** The data follows **
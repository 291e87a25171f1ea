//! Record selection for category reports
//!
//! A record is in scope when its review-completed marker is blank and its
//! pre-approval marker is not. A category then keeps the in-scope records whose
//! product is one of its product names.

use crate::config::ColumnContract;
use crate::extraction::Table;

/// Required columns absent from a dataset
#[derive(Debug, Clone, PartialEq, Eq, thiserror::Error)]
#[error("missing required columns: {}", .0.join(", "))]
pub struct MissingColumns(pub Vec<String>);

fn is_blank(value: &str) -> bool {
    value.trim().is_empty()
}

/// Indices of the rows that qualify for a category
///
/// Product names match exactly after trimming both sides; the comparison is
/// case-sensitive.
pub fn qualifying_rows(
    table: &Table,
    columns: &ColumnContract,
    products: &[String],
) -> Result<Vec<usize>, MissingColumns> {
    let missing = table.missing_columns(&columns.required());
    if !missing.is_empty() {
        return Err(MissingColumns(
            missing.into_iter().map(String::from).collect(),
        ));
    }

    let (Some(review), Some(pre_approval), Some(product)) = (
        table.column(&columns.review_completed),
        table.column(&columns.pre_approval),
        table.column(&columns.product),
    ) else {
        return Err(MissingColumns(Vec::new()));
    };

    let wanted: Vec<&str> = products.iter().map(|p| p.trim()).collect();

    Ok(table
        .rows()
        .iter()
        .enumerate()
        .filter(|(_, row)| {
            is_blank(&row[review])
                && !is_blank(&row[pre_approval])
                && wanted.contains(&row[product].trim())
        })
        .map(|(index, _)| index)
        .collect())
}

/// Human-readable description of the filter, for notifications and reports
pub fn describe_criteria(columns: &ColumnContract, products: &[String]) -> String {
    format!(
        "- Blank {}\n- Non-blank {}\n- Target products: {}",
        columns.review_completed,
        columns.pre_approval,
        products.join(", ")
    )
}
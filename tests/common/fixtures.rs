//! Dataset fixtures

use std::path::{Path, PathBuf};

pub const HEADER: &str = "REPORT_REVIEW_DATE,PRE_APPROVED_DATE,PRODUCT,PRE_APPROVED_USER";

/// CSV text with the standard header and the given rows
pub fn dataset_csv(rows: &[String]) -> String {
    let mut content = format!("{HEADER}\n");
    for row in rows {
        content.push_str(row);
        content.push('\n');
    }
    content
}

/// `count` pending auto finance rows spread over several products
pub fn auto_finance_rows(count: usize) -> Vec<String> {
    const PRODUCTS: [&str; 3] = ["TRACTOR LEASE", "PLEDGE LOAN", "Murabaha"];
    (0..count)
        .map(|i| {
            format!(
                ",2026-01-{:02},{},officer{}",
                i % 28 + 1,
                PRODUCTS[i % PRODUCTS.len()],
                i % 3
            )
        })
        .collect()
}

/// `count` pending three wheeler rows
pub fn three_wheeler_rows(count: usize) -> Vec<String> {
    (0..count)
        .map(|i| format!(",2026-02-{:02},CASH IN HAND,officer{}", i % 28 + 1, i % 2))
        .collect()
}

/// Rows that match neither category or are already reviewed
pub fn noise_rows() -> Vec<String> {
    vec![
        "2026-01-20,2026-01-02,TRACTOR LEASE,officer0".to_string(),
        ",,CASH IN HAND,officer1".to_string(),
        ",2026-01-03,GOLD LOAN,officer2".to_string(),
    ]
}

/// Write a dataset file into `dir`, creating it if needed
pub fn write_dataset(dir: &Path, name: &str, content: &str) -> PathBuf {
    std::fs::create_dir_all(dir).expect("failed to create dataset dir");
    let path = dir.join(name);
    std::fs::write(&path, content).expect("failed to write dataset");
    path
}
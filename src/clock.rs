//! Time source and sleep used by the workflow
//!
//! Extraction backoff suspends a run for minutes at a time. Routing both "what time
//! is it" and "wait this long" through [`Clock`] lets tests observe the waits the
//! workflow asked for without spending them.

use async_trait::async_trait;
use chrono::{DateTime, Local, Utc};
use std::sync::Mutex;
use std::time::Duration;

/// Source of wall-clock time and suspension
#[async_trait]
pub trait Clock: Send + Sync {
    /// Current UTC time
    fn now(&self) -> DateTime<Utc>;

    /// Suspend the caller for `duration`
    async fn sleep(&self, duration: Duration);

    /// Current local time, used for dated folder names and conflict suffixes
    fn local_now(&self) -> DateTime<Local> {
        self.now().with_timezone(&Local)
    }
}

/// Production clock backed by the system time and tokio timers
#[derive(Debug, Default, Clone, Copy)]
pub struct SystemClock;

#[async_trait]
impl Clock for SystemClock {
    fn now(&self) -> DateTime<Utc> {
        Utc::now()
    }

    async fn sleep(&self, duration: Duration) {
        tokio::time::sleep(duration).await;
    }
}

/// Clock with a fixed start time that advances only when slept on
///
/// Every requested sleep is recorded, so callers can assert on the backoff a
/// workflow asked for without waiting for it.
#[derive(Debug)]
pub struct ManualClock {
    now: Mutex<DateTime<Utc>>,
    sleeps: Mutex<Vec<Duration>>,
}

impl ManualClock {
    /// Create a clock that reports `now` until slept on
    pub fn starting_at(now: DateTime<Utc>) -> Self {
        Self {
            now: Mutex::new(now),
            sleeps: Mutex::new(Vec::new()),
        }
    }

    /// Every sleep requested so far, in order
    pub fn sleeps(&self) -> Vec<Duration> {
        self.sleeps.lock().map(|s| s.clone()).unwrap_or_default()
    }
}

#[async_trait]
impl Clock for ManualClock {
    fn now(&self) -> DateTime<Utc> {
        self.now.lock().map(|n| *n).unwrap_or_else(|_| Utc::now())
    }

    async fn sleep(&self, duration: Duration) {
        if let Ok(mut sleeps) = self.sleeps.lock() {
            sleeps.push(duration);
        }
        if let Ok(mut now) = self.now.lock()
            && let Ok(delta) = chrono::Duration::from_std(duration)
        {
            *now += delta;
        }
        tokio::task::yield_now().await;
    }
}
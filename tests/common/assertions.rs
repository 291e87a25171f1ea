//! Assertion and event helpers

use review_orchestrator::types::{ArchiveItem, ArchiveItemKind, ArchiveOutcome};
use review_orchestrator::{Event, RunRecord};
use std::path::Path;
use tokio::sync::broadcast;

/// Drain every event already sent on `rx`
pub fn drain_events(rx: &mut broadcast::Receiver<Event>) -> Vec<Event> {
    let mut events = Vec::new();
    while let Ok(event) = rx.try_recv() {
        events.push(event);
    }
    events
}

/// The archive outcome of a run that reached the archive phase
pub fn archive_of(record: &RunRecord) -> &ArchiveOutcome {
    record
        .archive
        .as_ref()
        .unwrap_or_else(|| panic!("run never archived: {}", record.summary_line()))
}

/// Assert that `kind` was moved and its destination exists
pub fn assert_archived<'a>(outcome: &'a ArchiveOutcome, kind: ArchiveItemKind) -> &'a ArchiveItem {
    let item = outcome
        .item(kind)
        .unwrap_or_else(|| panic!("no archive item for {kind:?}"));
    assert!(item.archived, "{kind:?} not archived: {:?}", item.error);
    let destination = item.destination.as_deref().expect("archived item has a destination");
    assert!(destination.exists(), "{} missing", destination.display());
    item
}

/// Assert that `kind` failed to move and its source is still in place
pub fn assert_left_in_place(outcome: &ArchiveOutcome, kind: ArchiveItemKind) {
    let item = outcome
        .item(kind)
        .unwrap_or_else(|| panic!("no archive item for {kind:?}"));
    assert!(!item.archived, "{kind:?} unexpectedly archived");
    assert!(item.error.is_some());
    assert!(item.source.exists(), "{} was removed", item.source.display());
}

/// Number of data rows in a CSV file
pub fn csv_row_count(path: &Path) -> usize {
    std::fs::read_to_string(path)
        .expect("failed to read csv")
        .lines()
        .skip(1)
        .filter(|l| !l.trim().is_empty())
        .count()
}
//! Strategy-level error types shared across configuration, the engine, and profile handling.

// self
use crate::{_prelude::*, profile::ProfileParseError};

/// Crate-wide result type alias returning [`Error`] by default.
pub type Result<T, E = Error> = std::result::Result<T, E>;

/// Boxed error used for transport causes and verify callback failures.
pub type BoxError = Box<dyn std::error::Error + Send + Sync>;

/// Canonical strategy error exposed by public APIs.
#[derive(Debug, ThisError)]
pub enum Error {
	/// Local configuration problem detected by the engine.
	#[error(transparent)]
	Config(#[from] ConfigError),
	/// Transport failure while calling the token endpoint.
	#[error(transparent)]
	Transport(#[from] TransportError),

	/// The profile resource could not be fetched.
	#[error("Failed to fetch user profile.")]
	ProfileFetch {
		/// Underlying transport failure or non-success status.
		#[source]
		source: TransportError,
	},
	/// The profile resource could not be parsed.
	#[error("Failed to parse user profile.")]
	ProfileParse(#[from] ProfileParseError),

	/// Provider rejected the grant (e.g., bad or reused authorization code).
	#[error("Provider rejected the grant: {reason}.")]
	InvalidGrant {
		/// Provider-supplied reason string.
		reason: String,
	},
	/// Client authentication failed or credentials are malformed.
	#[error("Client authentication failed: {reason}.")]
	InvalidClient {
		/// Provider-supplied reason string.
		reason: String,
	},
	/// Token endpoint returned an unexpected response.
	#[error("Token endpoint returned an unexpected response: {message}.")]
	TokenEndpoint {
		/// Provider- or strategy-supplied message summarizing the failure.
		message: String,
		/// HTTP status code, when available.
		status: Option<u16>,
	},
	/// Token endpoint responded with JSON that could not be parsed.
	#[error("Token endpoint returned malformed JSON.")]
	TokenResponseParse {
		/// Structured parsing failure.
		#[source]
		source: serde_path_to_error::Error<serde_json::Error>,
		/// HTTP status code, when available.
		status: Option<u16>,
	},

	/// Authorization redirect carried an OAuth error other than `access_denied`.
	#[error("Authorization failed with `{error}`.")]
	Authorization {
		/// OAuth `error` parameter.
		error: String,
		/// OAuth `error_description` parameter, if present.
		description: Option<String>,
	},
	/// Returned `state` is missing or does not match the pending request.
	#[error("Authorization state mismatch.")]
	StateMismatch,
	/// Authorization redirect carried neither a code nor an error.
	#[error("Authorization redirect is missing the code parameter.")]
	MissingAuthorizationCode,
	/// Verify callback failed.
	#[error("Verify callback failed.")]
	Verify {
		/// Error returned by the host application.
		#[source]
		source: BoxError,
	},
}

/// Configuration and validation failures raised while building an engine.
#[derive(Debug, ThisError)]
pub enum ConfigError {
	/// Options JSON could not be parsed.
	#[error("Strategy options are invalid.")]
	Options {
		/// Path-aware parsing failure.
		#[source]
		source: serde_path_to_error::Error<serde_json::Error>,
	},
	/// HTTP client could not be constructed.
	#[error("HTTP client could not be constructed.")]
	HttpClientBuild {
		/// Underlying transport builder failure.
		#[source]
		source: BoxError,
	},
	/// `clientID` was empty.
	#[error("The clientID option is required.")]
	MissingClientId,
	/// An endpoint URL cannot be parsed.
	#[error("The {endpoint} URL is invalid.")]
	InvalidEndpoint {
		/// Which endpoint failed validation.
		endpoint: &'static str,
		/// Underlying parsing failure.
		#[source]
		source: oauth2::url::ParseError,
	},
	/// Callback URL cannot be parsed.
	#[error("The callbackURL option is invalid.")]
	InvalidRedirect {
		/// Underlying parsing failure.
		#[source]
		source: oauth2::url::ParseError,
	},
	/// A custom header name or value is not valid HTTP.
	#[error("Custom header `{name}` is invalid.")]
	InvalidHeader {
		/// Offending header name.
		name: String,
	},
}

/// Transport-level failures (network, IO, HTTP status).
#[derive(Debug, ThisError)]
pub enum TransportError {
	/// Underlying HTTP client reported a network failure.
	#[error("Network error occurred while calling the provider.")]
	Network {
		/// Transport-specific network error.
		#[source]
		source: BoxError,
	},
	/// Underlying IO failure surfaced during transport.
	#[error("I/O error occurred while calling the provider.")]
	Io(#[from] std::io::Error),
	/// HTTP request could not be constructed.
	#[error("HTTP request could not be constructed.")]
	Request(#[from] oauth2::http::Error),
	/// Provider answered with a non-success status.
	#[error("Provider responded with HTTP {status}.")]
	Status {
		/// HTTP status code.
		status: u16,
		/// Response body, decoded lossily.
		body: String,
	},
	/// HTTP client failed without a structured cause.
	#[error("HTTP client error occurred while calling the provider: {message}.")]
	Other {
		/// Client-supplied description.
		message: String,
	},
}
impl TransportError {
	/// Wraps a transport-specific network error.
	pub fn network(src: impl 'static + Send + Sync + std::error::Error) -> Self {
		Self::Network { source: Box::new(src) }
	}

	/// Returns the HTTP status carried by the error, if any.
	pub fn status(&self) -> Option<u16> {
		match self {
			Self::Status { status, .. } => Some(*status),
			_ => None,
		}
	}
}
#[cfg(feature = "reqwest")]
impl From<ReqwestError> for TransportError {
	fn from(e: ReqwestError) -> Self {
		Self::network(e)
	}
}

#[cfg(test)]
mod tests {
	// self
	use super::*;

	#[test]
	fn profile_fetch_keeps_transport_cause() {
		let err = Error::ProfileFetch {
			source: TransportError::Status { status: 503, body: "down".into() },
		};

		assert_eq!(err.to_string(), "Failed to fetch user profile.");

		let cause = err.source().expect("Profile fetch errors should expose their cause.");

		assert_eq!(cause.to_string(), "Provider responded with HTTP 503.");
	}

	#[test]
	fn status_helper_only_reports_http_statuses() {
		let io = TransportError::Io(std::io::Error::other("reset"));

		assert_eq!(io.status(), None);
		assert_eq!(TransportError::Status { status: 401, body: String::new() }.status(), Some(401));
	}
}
** End of The data **
**What is being asked**
Copy from the entries above each line in which the string "tests" can be found.

**Exercise output**
filename tests/common/fixtures.rs
//! is it" and "wait this long" through [`Clock`] lets tests observe the waits the
filename tests/common/assertions.rs
mod tests {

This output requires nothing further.